American filmmaker (born 1977)

Cary Joji Fukunaga (born July 10, 1977) is an American filmmaker. He first attracted attention and acclaim for directing the first season of the HBO series True Detective in 2014, for which he won the Primetime Emmy Award for Outstanding Directing for a Drama Series. His feature films include the thriller Sin nombre (2009), the period drama Jane Eyre (2011), the war drama Beasts of No Nation (2015), and the 25th James Bond film, No Time to Die (2021). Fukunaga also co-wrote the Stephen King horror film adaptation It (2017). He directed and executive produced the Netflix limited series Maniac (2018) and executive produced and directed several episodes of the Apple TV+ miniseries Masters of the Air (2024).

== Early life ==
Fukunaga was born on July 10, 1977 in Oakland, California. His father, Anthony Shuzo Fukunaga, was a third-generation Japanese American, born in an internment camp during World War II. His mother, Gretchen May Grufman, is Swedish-American and worked as a dental hygienist, and later as a college history instructor and university assistant professor of history. Fukunaga inherited his interest in history from her. His parents eventually divorced. His family often relocated within the San Francisco Bay Area, moving to Berkeley, Albany, Vallejo, Benicia, Sebastopol and back to Oakland.

Fukunaga attended Analy High School. He graduated from the University of California, Santa Cruz with a Bachelor of Arts in history in 1999 and attended the Grenoble Institute of Political Studies, where he studied geopolitics and international law.

Fukunaga had originally wanted to be a professional snowboarder, but switched to filmmaking in his mid-twenties. He got his start as a camera intern and later applied to film school. He enrolled in the New York University Tisch School of the Arts Graduate Film Program.

== Career ==

=== Short films ===
Fukunaga wrote and directed the short film Victoria para Chino (2004) while at NYU, which screened at the Sundance Film Festival and received a Student Academy Award in 2005. It won an Audience Award for Best Narrative Student Short Film at the 2004 Austin Film Festival, a Best Student Film award at the 2006 Ashland Independent Film Festival, a BAFTA/LA Award for Excellence – Honorable Mention award at the 2005 Aspen Shortsfest, Best Student Film at the 2005 BendFilm Festival, Best Short Film and an Audience Award for Best Short Film at the 2005 Gen Art Film Festival, Best Short Film at the 2005 Milan International Film Festival, and the Jury Prize for Best Student Short at the 2004 Woodstock Film Festival.

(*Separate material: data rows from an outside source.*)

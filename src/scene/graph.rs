use std::collections::HashSet;

use crate::{
    foundation::core::{DOWN, FRAME_HEIGHT, FRAME_WIDTH, LEFT, Point, RIGHT, Rect, Rgba8, UP, Vec2},
    foundation::error::{StoryError, StoryResult},
    scene::layout::{critical_point, next_to_shift, union_all},
    scene::shape::{Fill, Mobject, Stroke},
};

/// Stable handle to a node in a [`SceneGraph`].
#[derive(
    Clone, Copy, Debug, PartialEq, Eq, PartialOrd, Ord, Hash, serde::Serialize, serde::Deserialize,
)]
pub struct MobjectId(pub u32);

#[derive(Clone, Debug, PartialEq, serde::Serialize, serde::Deserialize)]
pub enum NodeKind {
    Leaf(Mobject),
    /// Ordered children. Children always have smaller ids than the group, so the graph is acyclic.
    Group(Vec<MobjectId>),
}

#[derive(Clone, Debug, PartialEq, serde::Serialize, serde::Deserialize)]
pub struct Node {
    #[serde(default, skip_serializing_if = "Option::is_none")]
    pub name: Option<String>,
    pub kind: NodeKind,
}

/// Arena of leaves and groups plus the ordered list of roots currently on screen.
///
/// Each `Director` owns one graph; there is no shared or global scene state.
#[derive(Clone, Debug, Default, PartialEq, serde::Serialize, serde::Deserialize)]
pub struct SceneGraph {
    nodes: Vec<Node>,
    display: Vec<MobjectId>,
}

impl SceneGraph {
    pub fn new() -> Self {
        Self::default()
    }

    pub fn len(&self) -> usize {
        self.nodes.len()
    }

    pub fn is_empty(&self) -> bool {
        self.nodes.is_empty()
    }

    fn push(&mut self, node: Node) -> MobjectId {
        let id = MobjectId(self.nodes.len() as u32);
        self.nodes.push(node);
        id
    }

    pub fn add_leaf(&mut self, m: Mobject) -> MobjectId {
        self.push(Node {
            name: None,
            kind: NodeKind::Leaf(m),
        })
    }

    pub fn add_group(
        &mut self,
        children: impl IntoIterator<Item = MobjectId>,
    ) -> StoryResult<MobjectId> {
        let children: Vec<MobjectId> = children.into_iter().collect();
        for &c in &children {
            self.node(c)?;
        }
        Ok(self.push(Node {
            name: None,
            kind: NodeKind::Group(children),
        }))
    }

    pub fn set_name(&mut self, id: MobjectId, name: impl Into<String>) -> StoryResult<()> {
        self.node_mut(id)?.name = Some(name.into());
        Ok(())
    }

    pub fn name_of(&self, id: MobjectId) -> Option<&str> {
        self.nodes.get(id.0 as usize)?.name.as_deref()
    }

    /// First node carrying `name`.
    pub fn find(&self, name: &str) -> Option<MobjectId> {
        self.nodes
            .iter()
            .position(|n| n.name.as_deref() == Some(name))
            .map(|i| MobjectId(i as u32))
    }

    pub fn node(&self, id: MobjectId) -> StoryResult<&Node> {
        self.nodes
            .get(id.0 as usize)
            .ok_or_else(|| StoryError::validation(format!("unknown mobject id {}", id.0)))
    }

    fn node_mut(&mut self, id: MobjectId) -> StoryResult<&mut Node> {
        self.nodes
            .get_mut(id.0 as usize)
            .ok_or_else(|| StoryError::validation(format!("unknown mobject id {}", id.0)))
    }

    pub fn leaf(&self, id: MobjectId) -> StoryResult<&Mobject> {
        match &self.node(id)?.kind {
            NodeKind::Leaf(m) => Ok(m),
            NodeKind::Group(_) => Err(StoryError::validation(format!(
                "mobject {} is a group, not a leaf",
                id.0
            ))),
        }
    }

    pub fn set_leaf(&mut self, id: MobjectId, m: Mobject) -> StoryResult<()> {
        match &mut self.node_mut(id)?.kind {
            NodeKind::Leaf(slot) => {
                *slot = m;
                Ok(())
            }
            NodeKind::Group(_) => Err(StoryError::validation(format!(
                "mobject {} is a group, not a leaf",
                id.0
            ))),
        }
    }

    pub fn children(&self, id: MobjectId) -> StoryResult<&[MobjectId]> {
        match &self.node(id)?.kind {
            NodeKind::Group(c) => Ok(c),
            NodeKind::Leaf(_) => Err(StoryError::validation(format!(
                "mobject {} is a leaf, not a group",
                id.0
            ))),
        }
    }

    /// `idx`-th child of a group.
    pub fn child(&self, id: MobjectId, idx: usize) -> StoryResult<MobjectId> {
        self.children(id)?.get(idx).copied().ok_or_else(|| {
            StoryError::validation(format!("group {} has no child {idx}", id.0))
        })
    }

    /// Leaves under `id`, depth-first, each reported once.
    pub fn leaves(&self, id: MobjectId) -> StoryResult<Vec<MobjectId>> {
        let mut out = Vec::new();
        let mut seen = HashSet::new();
        self.collect_leaves(id, &mut out, &mut seen)?;
        Ok(out)
    }

    fn collect_leaves(
        &self,
        id: MobjectId,
        out: &mut Vec<MobjectId>,
        seen: &mut HashSet<MobjectId>,
    ) -> StoryResult<()> {
        match &self.node(id)?.kind {
            NodeKind::Leaf(_) => {
                if seen.insert(id) {
                    out.push(id);
                }
            }
            NodeKind::Group(children) => {
                for &c in children {
                    self.collect_leaves(c, out, seen)?;
                }
            }
        }
        Ok(())
    }

    /// Deep copy of `id` with fresh ids. The copy is not displayed.
    pub fn copy(&mut self, id: MobjectId) -> StoryResult<MobjectId> {
        let node = self.node(id)?.clone();
        match node.kind {
            NodeKind::Leaf(m) => Ok(self.add_leaf(m)),
            NodeKind::Group(children) => {
                let mut copies = Vec::with_capacity(children.len());
                for c in children {
                    copies.push(self.copy(c)?);
                }
                self.add_group(copies)
            }
        }
    }

    pub fn bounds(&self, id: MobjectId) -> StoryResult<Rect> {
        let leaves = self.leaves(id)?;
        let rects = leaves
            .iter()
            .map(|&l| self.leaf(l).map(Mobject::bounds))
            .collect::<StoryResult<Vec<_>>>()?;
        union_all(rects)
            .ok_or_else(|| StoryError::validation(format!("group {} has no leaves", id.0)))
    }

    pub fn center_of(&self, id: MobjectId) -> StoryResult<Point> {
        Ok(self.bounds(id)?.center())
    }

    /// Bounding-box point in direction `dir` (e.g. `DOWN` gives the bottom-center).
    pub fn edge(&self, id: MobjectId, dir: Vec2) -> StoryResult<Point> {
        Ok(critical_point(self.bounds(id)?, dir))
    }

    pub fn top(&self, id: MobjectId) -> StoryResult<Point> {
        self.edge(id, UP)
    }

    pub fn bottom(&self, id: MobjectId) -> StoryResult<Point> {
        self.edge(id, DOWN)
    }

    pub fn left(&self, id: MobjectId) -> StoryResult<Point> {
        self.edge(id, LEFT)
    }

    pub fn right(&self, id: MobjectId) -> StoryResult<Point> {
        self.edge(id, RIGHT)
    }

    /// Apply `f` to every leaf under `id`.
    pub fn for_each_leaf(
        &mut self,
        id: MobjectId,
        mut f: impl FnMut(&mut Mobject),
    ) -> StoryResult<()> {
        for leaf in self.leaves(id)? {
            if let NodeKind::Leaf(m) = &mut self.node_mut(leaf)?.kind {
                f(m);
            }
        }
        Ok(())
    }

    /// Replace the stroke of every leaf under `id`.
    pub fn set_stroke(&mut self, id: MobjectId, color: Rgba8, width: f64) -> StoryResult<()> {
        self.for_each_leaf(id, |m| {
            m.style.stroke = Some(Stroke {
                color,
                width,
                opacity: 1.0,
            })
        })
    }

    /// Replace the fill of every leaf under `id`.
    pub fn set_fill(&mut self, id: MobjectId, color: Rgba8, opacity: f64) -> StoryResult<()> {
        self.for_each_leaf(id, |m| m.style.fill = Some(Fill { color, opacity }))
    }

    pub fn shift(&mut self, id: MobjectId, by: Vec2) -> StoryResult<()> {
        self.for_each_leaf(id, |m| m.center += by)
    }

    /// Move so the bounding-box center lands on `to`.
    pub fn move_to(&mut self, id: MobjectId, to: Point) -> StoryResult<()> {
        let c = self.center_of(id)?;
        self.shift(id, to - c)
    }

    /// Scale about the bounding-box center.
    pub fn scale(&mut self, id: MobjectId, factor: f64) -> StoryResult<()> {
        let about = self.center_of(id)?;
        self.scale_about(id, factor, about)
    }

    pub fn scale_about(&mut self, id: MobjectId, factor: f64, about: Point) -> StoryResult<()> {
        if !(factor.is_finite() && factor > 0.0) {
            return Err(StoryError::validation("scale factor must be > 0"));
        }
        self.for_each_leaf(id, |m| *m = m.scaled_about(factor, about))
    }

    pub fn set_height(&mut self, id: MobjectId, height: f64) -> StoryResult<()> {
        let h = self.bounds(id)?.height();
        if h <= 1e-12 {
            return Err(StoryError::validation(format!(
                "cannot set height of flat mobject {}",
                id.0
            )));
        }
        self.scale(id, height / h)
    }

    pub fn center(&mut self, id: MobjectId) -> StoryResult<()> {
        self.move_to(id, Point::ORIGIN)
    }

    /// Push against the frame edge in `dir`, `buff` away from it.
    pub fn to_edge(&mut self, id: MobjectId, dir: Vec2, buff: f64) -> StoryResult<()> {
        let frame = Rect::new(
            -FRAME_WIDTH / 2.0,
            -FRAME_HEIGHT / 2.0,
            FRAME_WIDTH / 2.0,
            FRAME_HEIGHT / 2.0,
        );
        let b = self.bounds(id)?;
        let target = critical_point(frame, dir) - dir * buff;
        let current = critical_point(b, dir);
        let mut delta = target - current;
        // Only move along the axes `dir` points at.
        if dir.x == 0.0 {
            delta.x = 0.0;
        }
        if dir.y == 0.0 {
            delta.y = 0.0;
        }
        self.shift(id, delta)
    }

    pub fn next_to(
        &mut self,
        id: MobjectId,
        anchor: MobjectId,
        dir: Vec2,
        buff: f64,
    ) -> StoryResult<()> {
        let by = next_to_shift(self.bounds(id)?, self.bounds(anchor)?, dir, buff);
        self.shift(id, by)
    }

    /// Lay children out one after another along `dir`, then center the group on the origin.
    pub fn arrange(&mut self, id: MobjectId, dir: Vec2, buff: f64) -> StoryResult<()> {
        let children = self.children(id)?.to_vec();
        for pair in children.windows(2) {
            self.next_to(pair[1], pair[0], dir, buff)?;
        }
        self.center(id)
    }

    /// Rectangle enclosing `id` with `buff` padding on every side (not added to the graph).
    pub fn surrounding_rectangle(&self, id: MobjectId, buff: f64) -> StoryResult<Mobject> {
        let b = self.bounds(id)?.inflate(buff, buff);
        Ok(Mobject::rect(b.width(), b.height()).at(b.center()))
    }

    pub fn show(&mut self, id: MobjectId) -> StoryResult<()> {
        self.node(id)?;
        if !self.display.contains(&id) {
            self.display.push(id);
        }
        Ok(())
    }

    /// Take `id` and everything under it off screen.
    ///
    /// A displayed group that contains part of `id` is split into its remaining children, so
    /// siblings stay visible.
    pub fn hide(&mut self, id: MobjectId) -> StoryResult<()> {
        let family = self.family(id)?;
        let mut display = Vec::with_capacity(self.display.len());
        for root in std::mem::take(&mut self.display) {
            self.exclude_family(root, &family, &mut display)?;
        }
        self.display = display;
        Ok(())
    }

    /// `id` plus every node below it.
    fn family(&self, id: MobjectId) -> StoryResult<HashSet<MobjectId>> {
        let mut out = HashSet::new();
        let mut stack = vec![id];
        while let Some(next) = stack.pop() {
            if !out.insert(next) {
                continue;
            }
            if let NodeKind::Group(children) = &self.node(next)?.kind {
                stack.extend(children.iter().copied());
            }
        }
        Ok(out)
    }

    fn exclude_family(
        &self,
        root: MobjectId,
        family: &HashSet<MobjectId>,
        out: &mut Vec<MobjectId>,
    ) -> StoryResult<()> {
        if family.contains(&root) {
            return Ok(());
        }
        if self.family(root)?.is_disjoint(family) {
            if !out.contains(&root) {
                out.push(root);
            }
            return Ok(());
        }
        for &child in self.children(root)? {
            self.exclude_family(child, family, out)?;
        }
        Ok(())
    }

    pub fn is_displayed(&self, id: MobjectId) -> bool {
        self.display.contains(&id)
    }

    pub fn display_roots(&self) -> &[MobjectId] {
        &self.display
    }

    /// Every displayed leaf in painter's order, each once.
    pub fn displayed_leaves(&self) -> StoryResult<Vec<MobjectId>> {
        let mut out = Vec::new();
        let mut seen = HashSet::new();
        for &root in &self.display {
            self.collect_leaves(root, &mut out, &mut seen)?;
        }
        Ok(out)
    }
}

#[cfg(test)]
#[path = "../../tests/unit/scene/graph.rs"]
mod tests;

Fukunaga wrote and directed the short films Kofi (2003) and Sleepwalking in the Rift (2012). He wrote and directed a segment in the omnibus film Chinatown Film Project (2009).

=== Feature films ===

Sin Nombre

Fukunaga made his feature film debut with Sin Nombre, which he wrote and directed. It received positive reviews and a number of awards, including the Directing award at the 2009 Sundance Film Festival and a New Director's Award for Fukunaga at the 2009 Edinburgh International Film Festival. In 2009, it won Best Foreign Language Film awards from the Austin Film Critics Association, the Dallas-Fort Worth Film Critics Association Awards, the Florida Film Critics Circle Awards, the San Diego Film Critics Society Awards (2nd place for Best Foreign Language Film), and the Washington DC Area Film Critics Association Awards. Cinematographer Adriano Goldman won the Cinematography award at the 2009 Sundance Film Festival; and at the 2009 Stockholm Film Festival, the film won a Best Actor award for Edgar Flores, and Best Directorial Debut and FIPRESCI Prizes for Fukunaga. It also brought Fukunaga the 2010 Premios ACE award for Cinema – Best First Work.

The film was nominated for Best Feature, Best Director and Best Cinematography at the 2010 Independent Spirit Awards, and was nominated by the 2009 British Independent Film Awards (Best Foreign Film), the 2010 Broadcast Film Critics Association Awards (Best Foreign Language Film), the 2009 Chicago Film Critics Association Awards (Most Promising Filmmaker; Best Foreign Language Film), the 2010 Image Awards (Outstanding Foreign Motion Picture), the Bronze Horse at the 2009 Stockholm Film Festival and the 2009 Sundance Film Festival Grand Jury Prize.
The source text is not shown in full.